## TASK OBJECTIVE
Please give every entry again, exactly as it reads.

## SOURCE MATERIAL
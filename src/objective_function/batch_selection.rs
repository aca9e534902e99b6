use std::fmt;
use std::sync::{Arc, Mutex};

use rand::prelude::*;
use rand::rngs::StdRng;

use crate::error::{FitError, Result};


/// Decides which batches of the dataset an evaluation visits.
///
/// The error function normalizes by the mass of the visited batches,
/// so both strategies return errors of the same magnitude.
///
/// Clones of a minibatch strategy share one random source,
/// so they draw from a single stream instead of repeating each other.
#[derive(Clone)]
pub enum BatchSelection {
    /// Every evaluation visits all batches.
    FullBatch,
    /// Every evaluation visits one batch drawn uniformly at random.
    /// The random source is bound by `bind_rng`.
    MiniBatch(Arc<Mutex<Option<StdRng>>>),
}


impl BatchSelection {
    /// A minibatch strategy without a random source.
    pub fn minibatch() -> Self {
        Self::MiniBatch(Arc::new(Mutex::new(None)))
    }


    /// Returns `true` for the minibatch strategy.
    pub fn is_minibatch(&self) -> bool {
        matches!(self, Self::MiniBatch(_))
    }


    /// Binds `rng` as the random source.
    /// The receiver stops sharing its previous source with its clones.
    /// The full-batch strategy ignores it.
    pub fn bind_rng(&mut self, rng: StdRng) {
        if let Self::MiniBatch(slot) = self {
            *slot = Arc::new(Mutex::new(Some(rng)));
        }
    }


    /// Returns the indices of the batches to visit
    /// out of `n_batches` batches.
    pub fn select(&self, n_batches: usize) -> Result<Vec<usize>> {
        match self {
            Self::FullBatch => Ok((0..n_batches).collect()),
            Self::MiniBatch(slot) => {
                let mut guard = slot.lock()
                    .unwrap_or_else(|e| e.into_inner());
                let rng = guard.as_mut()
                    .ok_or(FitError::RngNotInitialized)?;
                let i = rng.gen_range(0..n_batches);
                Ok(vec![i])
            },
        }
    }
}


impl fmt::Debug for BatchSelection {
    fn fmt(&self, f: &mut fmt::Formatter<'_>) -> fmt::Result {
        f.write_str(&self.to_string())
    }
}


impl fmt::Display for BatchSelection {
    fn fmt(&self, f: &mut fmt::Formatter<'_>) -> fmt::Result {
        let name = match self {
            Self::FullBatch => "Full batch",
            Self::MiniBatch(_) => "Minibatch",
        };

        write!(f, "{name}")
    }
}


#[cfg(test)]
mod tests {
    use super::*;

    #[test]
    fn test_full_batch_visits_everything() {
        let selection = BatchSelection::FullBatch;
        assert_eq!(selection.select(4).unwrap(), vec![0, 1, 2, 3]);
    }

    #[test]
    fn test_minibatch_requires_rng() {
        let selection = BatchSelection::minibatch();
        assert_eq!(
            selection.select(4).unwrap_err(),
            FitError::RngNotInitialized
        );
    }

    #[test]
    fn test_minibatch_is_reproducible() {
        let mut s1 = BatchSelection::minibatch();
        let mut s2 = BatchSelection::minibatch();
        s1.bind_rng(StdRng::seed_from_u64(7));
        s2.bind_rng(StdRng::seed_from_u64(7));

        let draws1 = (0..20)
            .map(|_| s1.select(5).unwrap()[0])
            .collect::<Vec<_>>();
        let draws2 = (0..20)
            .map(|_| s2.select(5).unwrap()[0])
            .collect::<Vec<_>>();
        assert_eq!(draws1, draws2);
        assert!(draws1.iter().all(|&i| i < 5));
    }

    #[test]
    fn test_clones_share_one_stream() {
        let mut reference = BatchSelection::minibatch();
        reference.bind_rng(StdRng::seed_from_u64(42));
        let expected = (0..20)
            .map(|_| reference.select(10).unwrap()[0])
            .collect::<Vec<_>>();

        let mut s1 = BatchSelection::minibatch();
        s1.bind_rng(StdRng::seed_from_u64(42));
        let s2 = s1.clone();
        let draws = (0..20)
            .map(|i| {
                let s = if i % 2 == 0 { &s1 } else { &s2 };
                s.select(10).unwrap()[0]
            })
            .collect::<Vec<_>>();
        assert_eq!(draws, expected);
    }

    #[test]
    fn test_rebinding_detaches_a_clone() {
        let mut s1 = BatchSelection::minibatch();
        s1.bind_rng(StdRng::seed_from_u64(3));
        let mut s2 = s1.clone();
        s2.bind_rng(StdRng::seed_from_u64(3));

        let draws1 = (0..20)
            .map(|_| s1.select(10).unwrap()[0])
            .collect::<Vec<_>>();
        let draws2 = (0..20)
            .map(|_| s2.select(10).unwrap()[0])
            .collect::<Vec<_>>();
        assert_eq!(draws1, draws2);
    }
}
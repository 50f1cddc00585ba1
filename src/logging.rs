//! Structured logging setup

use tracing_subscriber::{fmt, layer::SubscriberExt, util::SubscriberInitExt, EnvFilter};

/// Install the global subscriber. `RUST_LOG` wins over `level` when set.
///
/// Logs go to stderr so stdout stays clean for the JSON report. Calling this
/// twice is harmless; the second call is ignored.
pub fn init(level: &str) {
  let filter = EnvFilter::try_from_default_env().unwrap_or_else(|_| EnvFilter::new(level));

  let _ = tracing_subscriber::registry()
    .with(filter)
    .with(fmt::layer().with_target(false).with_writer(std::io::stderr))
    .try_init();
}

## EXPECTED ANSWER
filename src/objective_function/batch_selection.rs
repository aca9e534902e99b6
use std::fmt;
use std::sync::{Arc, Mutex};

use rand::prelude::*;
use rand::rngs::StdRng;

use crate::error::{FitError, Result};


/// Decides which batches of the dataset an evaluation visits.
///
/// The error function normalizes by the mass of the visited batches,
/// so both strategies return errors of the same magnitude.
///
/// Clones of a minibatch strategy share one random source,
/// so they draw from a single stream instead of repeating each other.
#[derive(Clone)]
pub enum BatchSelection {
    /// Every evaluation visits all batches.
    FullBatch,
    /// Every evaluation visits one batch drawn uniformly at random.
    /// The random source is bound by `bind_rng`.
    MiniBatch(Arc<Mutex<Option<StdRng>>>),
}


impl BatchSelection {
    /// A minibatch strategy without a random source.
    pub fn minibatch() -> Self {
        Self::MiniBatch(Arc::new(Mutex::new(None)))
    }


    /// Returns `true` for the minibatch strategy.
    pub fn is_minibatch(&self) -> bool {
        matches!(self, Self::MiniBatch(_))
    }


    /// Binds `rng` as the random source.
    /// The receiver stops sharing its previous source with its clones.
    /// The full-batch strategy ignores it.
    pub fn bind_rng(&mut self, rng: StdRng) {
        if let Self::MiniBatch(slot) = self {
            *slot = Arc::new(Mutex::new(Some(rng)));
        }
    }


    /// Returns the indices of the batches to visit
    /// out of `n_batches` batches.
    pub fn select(&self, n_batches: usize) -> Result<Vec<usize>> {
        match self {
            Self::FullBatch => Ok((0..n_batches).collect()),
            Self::MiniBatch(slot) => {
                let mut guard = slot.lock()
                    .unwrap_or_else(|e| e.into_inner());
                let rng = guard.as_mut()
                    .ok_or(FitError::RngNotInitialized)?;
                let i = rng.gen_range(0..n_batches);
                Ok(vec![i])
            },
        }
    }
}


impl fmt::Debug for BatchSelection {
    fn fmt(&self, f: &mut fmt::Formatter<'_>) -> fmt::Result {
        f.write_str(&self.to_string())
    }
}


impl fmt::Display for BatchSelection {
    fn fmt(&self, f: &mut fmt::Formatter<'_>) -> fmt::Result {
        let name = match self {
            Self::FullBatch => "Full batch",
            Self::MiniBatch(_) => "Minibatch",
        };

        write!(f, "{name}")
    }
}


#[cfg(test)]
mod tests {
    use super::*;

    #[test]
    fn test_full_batch_visits_everything() {
        let selection = BatchSelection::FullBatch;
        assert_eq!(selection.select(4).unwrap(), vec![0, 1, 2, 3]);
    }

    #[test]
    fn test_minibatch_requires_rng() {
        let selection = BatchSelection::minibatch();
        assert_eq!(
            selection.select(4).unwrap_err(),
            FitError::RngNotInitialized
        );
    }

    #[test]
    fn test_minibatch_is_reproducible() {
        let mut s1 = BatchSelection::minibatch();
        let mut s2 = BatchSelection::minibatch();
        s1.bind_rng(StdRng::seed_from_u64(7));
        s2.bind_rng(StdRng::seed_from_u64(7));

        let draws1 = (0..20)
            .map(|_| s1.select(5).unwrap()[0])
            .collect::<Vec<_>>();
        let draws2 = (0..20)
            .map(|_| s2.select(5).unwrap()[0])
            .collect::<Vec<_>>();
        assert_eq!(draws1, draws2);
        assert!(draws1.iter().all(|&i| i < 5));
    }

    #[test]
    fn test_clones_share_one_stream() {
        let mut reference = BatchSelection::minibatch();
        reference.bind_rng(StdRng::seed_from_u64(42));
        let expected = (0..20)
            .map(|_| reference.select(10).unwrap()[0])
            .collect::<Vec<_>>();

        let mut s1 = BatchSelection::minibatch();
        s1.bind_rng(StdRng::seed_from_u64(42));
        let s2 = s1.clone();
        let draws = (0..20)
            .map(|i| {
                let s = if i % 2 == 0 { &s1 } else { &s2 };
                s.select(10).unwrap()[0]
            })
            .collect::<Vec<_>>();
        assert_eq!(draws, expected);
    }

    #[test]
    fn test_rebinding_detaches_a_clone() {
        let mut s1 = BatchSelection::minibatch();
        s1.bind_rng(StdRng::seed_from_u64(3));
        let mut s2 = s1.clone();
        s2.bind_rng(StdRng::seed_from_u64(3));

        let draws1 = (0..20)
            .map(|_| s1.select(10).unwrap()[0])
            .collect::<Vec<_>>();
        let draws2 = (0..20)
            .map(|_| s2.select(10).unwrap()[0])
            .collect::<Vec<_>>();
        assert_eq!(draws1, draws2);
    }
}
repository 50f1cddc00585ba1
filename src/logging.rs
//! Structured logging setup

use tracing_subscriber::{fmt, layer::SubscriberExt, util::SubscriberInitExt, EnvFilter};

/// Install the global subscriber. `RUST_LOG` wins over `level` when set.
///
/// Logs go to stderr so stdout stays clean for the JSON report. Calling this
/// twice is harmless; the second call is ignored.
pub fn init(level: &str) {
  let filter = EnvFilter::try_from_default_env().unwrap_or_else(|_| EnvFilter::new(level));

  let _ = tracing_subscriber::registry()
    .with(filter)
    .with(fmt::layer().with_target(false).with_writer(std::io::stderr))
    .try_init();
}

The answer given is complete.